MOSS-ChatV:基於過程推理獎勵的強化學習用於視頻時序推理
MOSS-ChatV: Reinforcement Learning with Process Reasoning Reward for Video Temporal Reasoning
September 25, 2025
作者: Sicheng Tao, Jungang Li, Yibo Yan, Junyan Zhang, Yubo Gao, Hanqian Li, ShuHang Xun, Yuxuan Fan, Hong Chen, Jianxiang He, Xuming Hu
cs.AI
摘要
視訊推理已成為多模態大型語言模型(MLLMs)的關鍵能力,要求模型超越靜態感知,實現對複雜場景中時間動態的連貫理解。然而,現有的MLLMs常表現出過程不一致性,即中間推理偏離視訊動態,即使最終答案正確,也削弱了可解釋性和魯棒性。為解決此問題,我們引入了MOSS-ChatV,這是一個基於動態時間規整(DTW)過程獎勵的強化學習框架。此基於規則的獎勵使推理軌跡與時間基礎參考對齊,實現了無需輔助獎勵模型的高效過程監督。我們進一步將動態狀態預測視為視訊推理的關鍵衡量指標,並構建了MOSS-Video,這是一個帶有註釋推理軌跡的基準,其中訓練集用於微調MOSS-ChatV,而保留集則用於評估。MOSS-ChatV在MOSS-Video(測試集)上達到了87.2%的成績,並在MVBench和MMVU等通用視訊基準上提升了表現。該框架在不同架構(包括Qwen2.5-VL和Phi-2)中均能帶來增益,證明了其廣泛適用性。使用GPT-4o作為評判者的評估進一步顯示,MOSS-ChatV產生了更一致且穩定的推理軌跡。
English
Video reasoning has emerged as a critical capability for multimodal large
language models (MLLMs), requiring models to move beyond static perception
toward coherent understanding of temporal dynamics in complex scenes. Yet
existing MLLMs often exhibit process inconsistency, where intermediate
reasoning drifts from video dynamics even when the final answer is correct,
undermining interpretability and robustness. To address this issue, we
introduce MOSS-ChatV, a reinforcement learning framework with a Dynamic Time
Warping (DTW)-based process reward. This rule-based reward aligns reasoning
traces with temporally grounded references, enabling efficient process
supervision without auxiliary reward models. We further identify dynamic state
prediction as a key measure of video reasoning and construct MOSS-Video, a
benchmark with annotated reasoning traces, where the training split is used to
fine-tune MOSS-ChatV and the held-out split is reserved for evaluation.

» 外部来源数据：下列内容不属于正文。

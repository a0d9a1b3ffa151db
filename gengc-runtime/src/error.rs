use std::fmt;

use thiserror::Error;

/// Failures surfaced to the caller of the collector. After marking has
/// started nothing is reported this way; such failures are fatal.
#[derive(Debug, Error)]
pub enum GcError {
    #[error("out of memory: could not allocate {requested} bytes")]
    OutOfMemory { requested: usize },

    #[error("object of {size} bytes exceeds the maximum object size")]
    ObjectTooLarge { size: usize },

    #[error("invalid value {value:?} for configuration key {key}")]
    InvalidConfig { key: String, value: String },

    #[error("suspending the execution engine failed: {0}")]
    SuspendFailed(String),

    #[error("reserving {0} bytes for the heap failed")]
    ReservationFailed(usize),
}

#[derive(Copy, Clone, Debug, PartialEq, Eq)]
pub enum FatalError {
    HashArenaExhausted,
    HeapExhausted,
    HeapCorruption,
}

impl FatalError {
    pub fn exit_code(self) -> i32 {
        match self {
            FatalError::HashArenaExhausted => 70,
            FatalError::HeapExhausted => 71,
            FatalError::HeapCorruption => 72,
        }
    }

    fn message(self) -> &'static str {
        match self {
            FatalError::HashArenaExhausted => "hash table arena exhausted",
            FatalError::HeapExhausted => "heap exhausted after full collection",
            FatalError::HeapCorruption => "heap corruption detected",
        }
    }
}

impl fmt::Display for FatalError {
    fn fmt(&self, f: &mut fmt::Formatter) -> fmt::Result {
        write!(f, "{} (code {})", self.message(), self.exit_code())
    }
}

/// Terminates the process. Callers holding an execution engine go through
/// `Gc::fatal` so that `handle_fatal_error` runs first.
pub fn fatal_error(error: FatalError) -> ! {
    log::error!("fatal GC error: {}", error);
    std::process::abort()
}

#[cfg(test)]
mod tests {
    use super::*;

    #[test]
    fn test_messages() {
        let err = GcError::OutOfMemory { requested: 64 };
        assert_eq!("out of memory: could not allocate 64 bytes", err.to_string());

        let err = GcError::InvalidConfig {
            key: "GCgen0size".into(),
            value: "abc".into(),
        };
        assert_eq!(
            "invalid value \"abc\" for configuration key GCgen0size",
            err.to_string()
        );

        assert_eq!(
            "heap corruption detected (code 72)",
            FatalError::HeapCorruption.to_string()
        );
    }
}
use std::time::Instant;

pub struct Timer {
    active: bool,
    timestamp: Instant,
}

impl Timer {
    pub fn new(active: bool) -> Timer {
        Timer {
            active,
            timestamp: Instant::now(),
        }
    }

    pub fn start() -> Timer {
        Timer::new(true)
    }

    /// milliseconds since creation or the last call to `stop`
    pub fn stop(&mut self) -> f32 {
        assert!(self.active);
        let curr = Instant::now();
        let last = self.timestamp;
        self.timestamp = curr;

        in_ms((curr - last).as_nanos() as u64)
    }
}

fn in_ms(ns: u64) -> f32 {
    (ns as f32) / 1000.0 / 1000.0
}
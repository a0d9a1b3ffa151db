use std::ptr;
use std::sync::OnceLock;

use crate::gc::Address;
use crate::mem;

static PAGE_SIZE: OnceLock<usize> = OnceLock::new();

pub fn page_size() -> usize {
    *PAGE_SIZE.get_or_init(|| {
        let size = determine_page_size();
        assert!(size.is_power_of_two());
        size
    })
}

#[cfg(target_family = "unix")]
fn determine_page_size() -> usize {
    let val = unsafe { libc::sysconf(libc::_SC_PAGESIZE) };

    if val <= 0 {
        panic!("could not determine page size.");
    }

    val as usize
}

#[cfg(target_family = "windows")]
fn determine_page_size() -> usize {
    use windows_sys::Win32::System::SystemInformation::{GetSystemInfo, SYSTEM_INFO};

    unsafe {
        let mut system_info: SYSTEM_INFO = std::mem::zeroed();
        GetSystemInfo(&mut system_info);

        system_info.dwPageSize as usize
    }
}

/// Read-write memory reserved from the OS. Physical pages are only
/// backed on first touch and returned with `discard`.
pub struct Reservation {
    start: Address,
    size: usize,

    unaligned_start: Address,
    unaligned_size: usize,
}

impl Reservation {
    pub fn start(&self) -> Address {
        self.start
    }

    pub fn size(&self) -> usize {
        self.size
    }

    pub fn end(&self) -> Address {
        self.start.offset(self.size)
    }
}

impl Drop for Reservation {
    fn drop(&mut self) {
        free(self.unaligned_start, self.unaligned_size);
    }
}

// SAFETY: a reservation is a plain address range without thread affinity.
unsafe impl Send for Reservation {}
unsafe impl Sync for Reservation {}

/// reserves `size` bytes starting at a multiple of `align`
pub fn reserve_align(size: usize, align: usize) -> Option<Reservation> {
    let page = page_size();
    debug_assert!(mem::is_aligned(size, page));

    let align = align.max(page);
    let unaligned_size = size + align - page;

    let unaligned_start = reserve(unaligned_size)?;
    let start: Address = mem::align_usize_up(unaligned_start.to_usize(), align).into();

    if cfg!(target_family = "unix") {
        let gap_start = start.offset_from(unaligned_start);
        let gap_end = unaligned_size - size - gap_start;

        if gap_start > 0 {
            free(unaligned_start, gap_start);
        }

        if gap_end > 0 {
            free(start.offset(size), gap_end);
        }

        Some(Reservation {
            start,
            size,
            unaligned_start: start,
            unaligned_size: size,
        })
    } else {
        Some(Reservation {
            start,
            size,
            unaligned_start,
            unaligned_size,
        })
    }
}

#[cfg(target_family = "unix")]
fn reserve(size: usize) -> Option<Address> {
    let ptr = unsafe {
        libc::mmap(
            ptr::null_mut(),
            size,
            libc::PROT_READ | libc::PROT_WRITE,
            libc::MAP_PRIVATE | libc::MAP_ANON | libc::MAP_NORESERVE,
            -1,
            0,
        )
    };

    if ptr == libc::MAP_FAILED {
        return None;
    }

    Some(Address::from_ptr(ptr))
}

#[cfg(target_family = "windows")]
fn reserve(size: usize) -> Option<Address> {
    use windows_sys::Win32::System::Memory::{
        VirtualAlloc, MEM_COMMIT, MEM_RESERVE, PAGE_READWRITE,
    };

    let ptr = unsafe { VirtualAlloc(ptr::null(), size, MEM_COMMIT | MEM_RESERVE, PAGE_READWRITE) };

    if ptr.is_null() {
        return None;
    }

    Some(Address::from_ptr(ptr))
}

#[cfg(target_family = "unix")]
fn free(ptr: Address, size: usize) {
    let result = unsafe { libc::munmap(ptr.to_mut_ptr(), size) };

    if result != 0 {
        panic!("munmap() failed");
    }
}

#[cfg(target_family = "windows")]
fn free(ptr: Address, _size: usize) {
    use windows_sys::Win32::System::Memory::{VirtualFree, MEM_RELEASE};

    let result = unsafe { VirtualFree(ptr.to_mut_ptr(), 0, MEM_RELEASE) };

    if result == 0 {
        panic!("VirtualFree failed");
    }
}

/// gives the physical pages of the range back to the OS, the range
/// stays reserved and readable
#[cfg(target_family = "unix")]
pub fn discard(ptr: Address, size: usize) {
    debug_assert!(mem::is_aligned(ptr.to_usize(), page_size()));
    debug_assert!(mem::is_aligned(size, page_size()));

    let res = unsafe { libc::madvise(ptr.to_mut_ptr(), size, libc::MADV_DONTNEED) };

    if res != 0 {
        panic!("discarding memory with madvise() failed");
    }
}

#[cfg(target_family = "windows")]
pub fn discard(ptr: Address, size: usize) {
    debug_assert!(mem::is_aligned(ptr.to_usize(), page_size()));
    debug_assert!(mem::is_aligned(size, page_size()));

    use windows_sys::Win32::System::Memory::{VirtualAlloc, MEM_RESET, PAGE_READWRITE};

    let result = unsafe { VirtualAlloc(ptr.to_ptr(), size, MEM_RESET, PAGE_READWRITE) };

    if result.is_null() {
        panic!("VirtualAlloc(MEM_RESET) failed");
    }
}

#[cfg(test)]
mod tests {
    use super::*;

    #[test]
    fn test_reserve_align() {
        let align = 64 * 1024;
        let reservation = reserve_align(4 * align, align).expect("reservation failed");
        assert!(mem::is_aligned(reservation.start().to_usize(), align));
        assert_eq!(4 * align, reservation.size());

        unsafe {
            *reservation.start().to_mut_ptr::<usize>() = 17;
            assert_eq!(17, *reservation.start().to_ptr::<usize>());
        }

        discard(reservation.start(), align);
    }
}
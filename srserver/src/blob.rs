use std::sync::Arc;

use bytes::Bytes;
use log::{info, trace};
use oci_spec::image::{Descriptor, Digest};

use crate::errors::DistError;
use crate::repository::{App, StreamGetter};
use srdriver::{BlobStream, DriverError, LinkKind, OCTET_STREAM};
use srmeta::{Image, ImageStream, MetaError};
use srpull::{PullthroughBlobStore, RemoteBlobGetter};

// the repository-scoped descriptor service. a blob is only visible through
// a repository that has legitimately referenced it: via a link written at
// push time, via the shared digest cache, or because an image in the
// backing stream lists it. a bare global hit is never enough
pub struct ScopedBlobService {
    app: Arc<App>,
    repo: String,
    stream: Arc<StreamGetter>,
    getter: Arc<RemoteBlobGetter>,
    pull: Arc<PullthroughBlobStore>,
    remote_access_enabled: bool,
}

impl ScopedBlobService {
    pub fn new(
        app: Arc<App>,
        repo: String,
        stream: Arc<StreamGetter>,
        getter: Arc<RemoteBlobGetter>,
        pull: Arc<PullthroughBlobStore>,
        remote_access_enabled: bool,
    ) -> Self {
        Self {
            app,
            repo,
            stream,
            getter,
            pull,
            remote_access_enabled,
        }
    }

    pub async fn stat(&self, digest: &Digest) -> Result<Descriptor, DistError> {
        // 1. cache: descriptor present and this repo in the record
        if let Ok(record) = self.app.cache.get(digest) {
            if record.contains_repository(&self.repo) {
                if let Some(descriptor) = record.descriptor() {
                    trace!("scoped stat cache hit {} in {}", digest, self.repo);
                    return Ok(descriptor);
                }
            }
        }

        // 2. upstream: the link written at push time plus the driver
        match self.app.links.linked(&self.repo, LinkKind::Layer, digest).await {
            Ok(true) => match self.app.blobs.stat(digest).await {
                Ok(descriptor) => {
                    self.app
                        .cache
                        .add(digest, Some(&descriptor), Some(&self.repo));
                    return Ok(descriptor);
                }
                // link left behind after a prune, fall through to the stream
                Err(DriverError::NotFound) => {}
                Err(e) => return Err(e.into()),
            },
            Ok(false) => {}
            Err(e) => return Err(e.into()),
        }

        // 3. the image stream view
        let stream = match self.stream.get().await {
            Ok(stream) => stream,
            Err(MetaError::NotFound { .. }) => return Err(DistError::blob_unknown()),
            Err(e) => return Err(e.into()),
        };

        if let Some(descriptor) = self.membership_scan(&stream, digest).await? {
            return Ok(descriptor);
        }

        // 4. nothing in the stream matched; a pull of a freshly pushed
        // manifest's dependencies may still find them remotely
        if self.remote_access_enabled {
            let descriptor = self.getter.stat(&stream, digest).await?;
            self.app
                .cache
                .add(digest, Some(&descriptor), Some(&self.repo));
            return Ok(descriptor);
        }

        Err(DistError::blob_unknown())
    }

    // walk tag events youngest-first (every tag's newest item, then the
    // older history), fetch each referenced image and look for the digest
    // among its layers and config. the first match caches every layer of
    // that image against this repository so the rest of the pull is cheap
    async fn membership_scan(
        &self,
        stream: &ImageStream,
        digest: &Digest,
    ) -> Result<Option<Descriptor>, DistError> {
        let mut events: Vec<&str> = Vec::new();
        for list in &stream.status.tags {
            if let Some(event) = list.items.first() {
                events.push(&event.image);
            }
        }
        for list in &stream.status.tags {
            for event in list.items.iter().skip(1) {
                events.push(&event.image);
            }
        }
        events.dedup();

        let wanted = digest.to_string();
        for image_digest in events {
            let image = match self.app.meta.get_image(image_digest).await {
                Ok(image) => image,
                Err(MetaError::NotFound { .. }) => continue,
                Err(e) => return Err(e.into()),
            };
            if let Some(descriptor) = self.match_image(&image, &wanted) {
                info!(
                    "digest {} found in image {} for {}",
                    digest, image_digest, self.repo
                );
                self.cache_image_layers(&image);
                return Ok(Some(descriptor));
            }
        }
        Ok(None)
    }

    fn match_image(&self, image: &Image, wanted: &str) -> Option<Descriptor> {
        for layer in &image.docker_image_layers {
            if layer.name == wanted {
                return Some(Descriptor::new(
                    OCTET_STREAM.into(),
                    layer.size,
                    layer.name.parse::<Digest>().ok()?,
                ));
            }
        }
        if image.config_digest() == Some(wanted) {
            // config size isn't tracked in the metadata record
            return wanted
                .parse::<Digest>()
                .ok()
                .map(|d| Descriptor::new(OCTET_STREAM.into(), 0, d));
        }
        // a cross-algorithm alias recorded earlier counts as a match too
        if let Ok(record) = self.app.cache.get(&wanted.parse().ok()?) {
            if let Some(descriptor) = record.descriptor() {
                let aliased = descriptor.digest().to_string();
                if aliased != wanted
                    && image.layer_digests().any(|l| l == aliased)
                {
                    return Some(descriptor);
                }
            }
        }
        None
    }

    fn cache_image_layers(&self, image: &Image) {
        for layer in &image.docker_image_layers {
            if let Ok(layer_digest) = layer.name.parse::<Digest>() {
                let descriptor =
                    Descriptor::new(OCTET_STREAM.into(), layer.size, layer_digest.clone());
                self.app
                    .cache
                    .add(&layer_digest, Some(&descriptor), Some(&self.repo));
            }
        }
        if let Some(config) = image.config_digest() {
            if let Ok(config_digest) = config.parse::<Digest>() {
                self.app.cache.add(&config_digest, None, Some(&self.repo));
            }
        }
    }

    // serve enforces the same tenancy as stat, then streams from local
    // storage or through pullthrough
    pub async fn serve(&self, digest: &Digest) -> Result<(Descriptor, BlobStream), DistError> {
        let descriptor = self.stat(digest).await?;
        match self.app.blobs.open(digest).await {
            Ok(found) => return Ok(found),
            Err(DriverError::NotFound) => {}
            Err(e) => return Err(e.into()),
        }
        let stream = self
            .stream
            .get()
            .await
            .map_err(|_| DistError::blob_unknown())?;
        let (served, body) = self.pull.serve(&stream, digest).await?;
        self.app.sink.pullthrough_blob();
        // content length comes from whichever descriptor knows the size
        let descriptor = if descriptor.size() > 0 { descriptor } else { served };
        Ok((descriptor, body))
    }

    pub async fn get(&self, digest: &Digest) -> Result<Bytes, DistError> {
        self.stat(digest).await?;
        match self.app.blobs.get(digest).await {
            Ok(data) => return Ok(data),
            Err(DriverError::NotFound) => {}
            Err(e) => return Err(e.into()),
        }
        let stream = self
            .stream
            .get()
            .await
            .map_err(|_| DistError::blob_unknown())?;
        Ok(self.pull.get(&stream, digest).await?)
    }

    pub fn set_descriptor(&self, digest: &Digest, descriptor: &Descriptor) {
        self.app.cache.add(digest, Some(descriptor), Some(&self.repo));
    }

    pub fn clear(&self, digest: &Digest) {
        self.app.cache.remove(digest);
    }

    pub fn repo(&self) -> &str {
        &self.repo
    }
}
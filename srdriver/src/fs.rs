use std::ffi::CStr;
use std::path::PathBuf;

use async_trait::async_trait;
use bytes::Bytes;
use futures::StreamExt;
use log::error;
use oci_spec::image::{Descriptor, Digest};
use rustix::{
    fd::OwnedFd,
    fs::{AtFlags, Dir, FileType, Mode, OFlags, ResolveFlags},
    io::Errno,
};
use sha2::{Digest as _, Sha256};
use tokio::io::AsyncReadExt;

use crate::{
    BlobStatter, BlobStore, BlobStream, DriverError, LinkKind, LinkStore, ManifestStore,
    OCTET_STREAM, UploadStore, Walker, check_repo_path,
};
use sroci::digest::{digest_eq, parse_digest, payload_digest, verify_payload};

// filesystem layout, all content addressed two levels deep:
//   blobs/<algo>/<hex>
//   manifests/<algo>/<hex> and <hex>_type holding the media type
//   uploads/<uuid>
//   repositories/<name...>/_layers/<algo>/<hex>
//   repositories/<name...>/_manifests/<algo>/<hex>
// writes go through a _tmp file and rename so a crashed upload never leaves a
// half blob under its final name

const READ_CHUNK: usize = 64 * 1024;

// a digest rendered as a path-safe two-component key. the grammar technically
// allows . in the algo separator but we don't accept it since this makes the
// no-traversal check trivial
#[derive(Hash, Eq, PartialEq, Clone)]
pub struct DigestKey(String);

impl DigestKey {
    pub fn new(s: String) -> Option<Self> {
        if s.contains('.') || s.contains('/') {
            return None;
        }
        match s.split_once(':') {
            Some((l, r)) if l.is_empty() || r.is_empty() => None,
            None => None,
            _ => Some(Self(s)),
        }
    }

    fn from_cstr_parts(a: &CStr, b: &CStr) -> Option<Self> {
        let a = a.to_str().ok()?;
        let b = b.to_str().ok()?;
        DigestKey::new(format!("{}:{}", a, b))
    }

    fn as_path(&self) -> String {
        self.0.replacen(':', "/", 1)
    }

    fn parts(&self) -> (&str, &str) {
        // checked in constructor
        self.0.split_once(':').unwrap()
    }

    fn with_suffix(&self, suffix: &str) -> Self {
        Self(format!("{}{}", self.0, suffix))
    }
}
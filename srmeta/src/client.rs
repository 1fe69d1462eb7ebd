use async_trait::async_trait;
use srcreds::CredentialSecret;

use crate::types::{Image, ImageStream, ImageStreamMapping, MirrorRule};

// classification of control plane failures. auto-provisioning and the
// access-denied mapping key off these, so the kind strings inside NotFound
// are part of the contract
#[derive(Debug, Clone, thiserror::Error)]
pub enum MetaError {
    NotFound { kind: String, name: String },
    Forbidden(String),
    Unauthorized(String),
    Conflict(String),
    QuotaExceeded(String),
    Other(String),
}

// how wrong is this?
impl std::fmt::Display for MetaError {
    fn fmt(&self, f: &mut std::fmt::Formatter) -> std::fmt::Result {
        write!(f, "{:?}", self)
    }
}

impl MetaError {
    pub fn is_not_found(&self) -> bool {
        matches!(self, MetaError::NotFound { .. })
    }

    pub fn is_access_denied(&self) -> bool {
        matches!(self, MetaError::Forbidden(_) | MetaError::Unauthorized(_))
    }

    // does this NotFound refer to the named stream (or a mapping into it),
    // meaning a create-and-retry is worth attempting
    pub fn is_missing_stream(&self, stream_name: &str) -> bool {
        match self {
            MetaError::NotFound { kind, name } => {
                matches!(
                    kind.as_str(),
                    "imagestream" | "imagestreams" | "imagestreammappings"
                ) && name == stream_name
            }
            _ => false,
        }
    }
}

#[derive(Debug, Clone, Default)]
pub struct AccessReview {
    pub namespace: String,
    pub resource: String,
    pub verb: String,
    pub name: String,
}

// the only surface the registry consumes from the external control plane.
// everything is request scoped, implementations carry their own auth
#[async_trait]
pub trait MetadataClient: Send + Sync {
    async fn get_image(&self, digest: &str) -> Result<Image, MetaError>;
    async fn create_image(&self, image: Image) -> Result<Image, MetaError>;
    async fn update_image(&self, image: Image) -> Result<Image, MetaError>;

    async fn get_image_stream(&self, namespace: &str, name: &str)
    -> Result<ImageStream, MetaError>;
    // every stream in the cluster, consumed only by the offline pruner
    async fn list_image_streams(&self) -> Result<Vec<ImageStream>, MetaError>;
    async fn create_image_stream(&self, stream: ImageStream) -> Result<ImageStream, MetaError>;
    async fn create_image_stream_mapping(
        &self,
        mapping: ImageStreamMapping,
    ) -> Result<(), MetaError>;

    // name is "stream:tag"
    async fn delete_image_stream_tag(&self, namespace: &str, name: &str)
    -> Result<(), MetaError>;
    // name is "stream@digest"
    async fn get_image_stream_image(&self, namespace: &str, name: &str)
    -> Result<Image, MetaError>;

    async fn stream_secrets(
        &self,
        namespace: &str,
        name: &str,
    ) -> Result<Vec<CredentialSecret>, MetaError>;

    async fn list_legacy_mirror_rules(&self) -> Result<Vec<MirrorRule>, MetaError>;
    async fn list_digest_mirror_rules(&self) -> Result<Vec<MirrorRule>, MetaError>;
    async fn list_tag_mirror_rules(&self) -> Result<Vec<MirrorRule>, MetaError>;

    async fn local_subject_access_review(
        &self,
        namespace: &str,
        review: &AccessReview,
    ) -> Result<bool, MetaError>;
    async fn self_subject_access_review(&self, review: &AccessReview)
    -> Result<bool, MetaError>;
}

MOSS-ChatV achieves 87.2\% on MOSS-Video (test) and improves performance on
general video benchmarks such as MVBench and MMVU. The framework consistently
yields gains across different architectures, including Qwen2.5-VL and Phi-2,
confirming its broad applicability. Evaluations with GPT-4o-as-judge further
show that MOSS-ChatV produces more consistent and stable reasoning traces.